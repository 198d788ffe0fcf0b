mod common;

use axum::http::StatusCode;
use common::{build_test_app, expect_status, get, post_json, seed_bed, seed_user};
use serde_json::json;
use sqlx::PgPool;

#[sqlx::test(migrations = "../db/migrations")]
async fn empty_database_yields_full_length_series(pool: PgPool) {
    let json = expect_status(
        get(build_test_app(pool), "/api/v1/dashboard/stats").await,
        StatusCode::OK,
    )
    .await;
    let data = &json["data"];

    let growth = data["growth"].as_array().unwrap();
    assert_eq!(growth.len(), 30);
    assert!(growth.iter().all(|p| p["plants"] == 0));

    let tasks = data["tasks"].as_array().unwrap();
    assert_eq!(tasks.len(), 7);
    assert!(tasks.iter().all(|d| d["completed"] == 0 && d["pending"] == 0));

    assert!(data["species"].as_array().unwrap().is_empty());
    assert!(data["capacity"].as_array().unwrap().is_empty());
    assert_eq!(data["summary"]["total_batches"], 0);
}

#[sqlx::test(migrations = "../db/migrations")]
async fn stats_reflect_batches_beds_and_completions(pool: PgPool) {
    let bed_id = seed_bed(&pool, "BED-A1-QR2024").await;
    let worker = seed_user(&pool, "w@example.com", "worker-pass", "field_worker").await;

    for count in [100, 40] {
        expect_status(
            post_json(
                build_test_app(pool.clone()),
                "/api/v1/batches",
                json!({ "source_location": "Mt. Makiling", "wildlings_count": count }),
            )
            .await,
            StatusCode::CREATED,
        )
        .await;
    }
    sqlx::query("UPDATE beds SET current_occupancy = 50 WHERE id = $1")
        .bind(bed_id)
        .execute(&pool)
        .await
        .unwrap();
    expect_status(
        post_json(
            build_test_app(pool.clone()),
            "/api/v1/tasks/complete",
            json!({ "bed_id": bed_id, "task_id": 1, "completed_by": worker }),
        )
        .await,
        StatusCode::OK,
    )
    .await;

    let json = expect_status(
        get(build_test_app(pool), "/api/v1/dashboard/stats").await,
        StatusCode::OK,
    )
    .await;
    let data = &json["data"];

    let growth = data["growth"].as_array().unwrap();
    assert_eq!(growth.last().unwrap()["plants"], 140);

    let today = data["tasks"].as_array().unwrap().last().unwrap().clone();
    assert_eq!(today["completed"], 1);
    assert_eq!(today["pending"], 4);

    let capacity = data["capacity"].as_array().unwrap();
    assert_eq!(capacity[0]["percentage"], 25.0);

    let species = data["species"].as_array().unwrap();
    assert_eq!(species[0]["name"], "Forestry");
    assert_eq!(species[0]["color"], "#22c55e");

    let summary = &data["summary"];
    assert_eq!(summary["total_batches"], 2);
    assert_eq!(summary["total_plants"], 140);
    assert_eq!(summary["plants_in_beds"], 50);
    assert_eq!(summary["active_workers"], 1);
}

○ ○ ○ ○

*What is required*: When a line in the material contains the string "pending", copy that line.

*Solved exercise*:
    assert!(tasks.iter().all(|d| d["completed"] == 0 && d["pending"] == 0));
    assert_eq!(today["pending"], 4);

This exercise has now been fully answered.